[Given records]
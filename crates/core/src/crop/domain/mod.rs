pub mod crop_config;
pub mod draw_command;
pub mod frame_source;
pub mod region_mapper;
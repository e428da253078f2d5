use crate::shared::normalized_box::{NormalizedBox, RegionError};

/// Independent paint toggles plus the back-face culling render flag.
#[derive(Clone, Copy, Debug, PartialEq, Eq)]
pub struct PaintFlags {
    pub borders: bool,
    pub frame: bool,
    pub overlays: bool,
    pub cull_backface: bool,
}

impl Default for PaintFlags {
    fn default() -> Self {
        Self {
            borders: false,
            frame: true,
            overlays: true,
            cull_backface: false,
        }
    }
}

/// Crop configuration: which part of the frame to sample and where to place
/// it inside the actor's allocation.
///
/// Every mutation that changes what would be painted marks the config dirty.
/// The owner checks [`CropConfig::take_dirty`] before the next paint pass.
/// Invalid regions are rejected with a warning and the previous value is
/// retained.
#[derive(Clone, Debug, PartialEq)]
pub struct CropConfig {
    input_region: NormalizedBox,
    output_region: NormalizedBox,
    flags: PaintFlags,
    dirty: bool,
}

impl CropConfig {
    pub fn new() -> Self {
        Self {
            input_region: NormalizedBox::UNIT,
            output_region: NormalizedBox::UNIT,
            flags: PaintFlags::default(),
            dirty: false,
        }
    }

    pub fn input_region(&self) -> NormalizedBox {
        self.input_region
    }

    pub fn output_region(&self) -> NormalizedBox {
        self.output_region
    }

    pub fn flags(&self) -> PaintFlags {
        self.flags
    }

    /// Sets the sampled part of the frame, `[x1, y1, x2, y2]` in [0, 1].
    pub fn set_input_region(&mut self, coords: [f32; 4]) -> Result<(), RegionError> {
        match NormalizedBox::try_from(coords) {
            Ok(region) => {
                self.input_region = region;
                self.dirty = true;
                Ok(())
            }
            Err(e) => {
                log::warn!("Input region must be given in [0, 1] values: {e}");
                Err(e)
            }
        }
    }

    /// Sets the placement inside the allocation, `[x1, y1, x2, y2]` in [0, 1].
    pub fn set_output_region(&mut self, coords: [f32; 4]) -> Result<(), RegionError> {
        match NormalizedBox::try_from(coords) {
            Ok(region) => {
                self.output_region = region;
                self.dirty = true;
                Ok(())
            }
            Err(e) => {
                log::warn!("Output region must be given in [0, 1] values: {e}");
                Err(e)
            }
        }
    }

    pub fn set_paint_borders(&mut self, enabled: bool) {
        if self.flags.borders != enabled {
            self.flags.borders = enabled;
            self.dirty = true;
        }
    }

    pub fn set_paint_frame(&mut self, enabled: bool) {
        if self.flags.frame != enabled {
            self.flags.frame = enabled;
            self.dirty = true;
        }
    }

    pub fn set_paint_overlays(&mut self, enabled: bool) {
        if self.flags.overlays != enabled {
            self.flags.overlays = enabled;
            self.dirty = true;
        }
    }

    /// Culling is render state picked up by the next paint; it does not
    /// invalidate on its own.
    pub fn set_cull_backface(&mut self, enabled: bool) {
        self.flags.cull_backface = enabled;
    }

    pub fn is_dirty(&self) -> bool {
        self.dirty
    }

    /// Returns whether a repaint was requested since the last call, and
    /// clears the request.
    pub fn take_dirty(&mut self) -> bool {
        std::mem::replace(&mut self.dirty, false)
    }
}

impl Default for CropConfig {
    fn default() -> Self {
        Self::new()
    }
}
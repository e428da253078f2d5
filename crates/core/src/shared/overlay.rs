use std::fmt;

use super::pixel_box::PixelBox;

/// An auxiliary image (subtitle, logo, graphic) laid onto a video frame.
///
/// `position` is expressed in the frame's native pixel space, not in the
/// actor's, so the crop mapper has to re-project it alongside the frame.
pub struct Overlay<'a, H> {
    texture: &'a H,
    position: PixelBox,
}

impl<'a, H> Overlay<'a, H> {
    pub fn new(texture: &'a H, position: PixelBox) -> Self {
        Self { texture, position }
    }

    pub fn texture(&self) -> &'a H {
        self.texture
    }

    pub fn position(&self) -> PixelBox {
        self.position
    }
}

impl<H> Clone for Overlay<'_, H> {
    fn clone(&self) -> Self {
        *self
    }
}

impl<H> Copy for Overlay<'_, H> {}

impl<H> fmt::Debug for Overlay<'_, H> {
    fn fmt(&self, f: &mut fmt::Formatter<'_>) -> fmt::Result {
        f.debug_struct("Overlay")
            .field("position", &self.position)
            .finish_non_exhaustive()
    }
}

[Work task]
The required answer is each line of the entries containing the string "NormalizedBox".

[Reply]
use crate::shared::normalized_box::{NormalizedBox, RegionError};
    input_region: NormalizedBox,
    output_region: NormalizedBox,
            input_region: NormalizedBox::UNIT,
            output_region: NormalizedBox::UNIT,
    pub fn input_region(&self) -> NormalizedBox {
    pub fn output_region(&self) -> NormalizedBox {
        match NormalizedBox::try_from(coords) {
        match NormalizedBox::try_from(coords) {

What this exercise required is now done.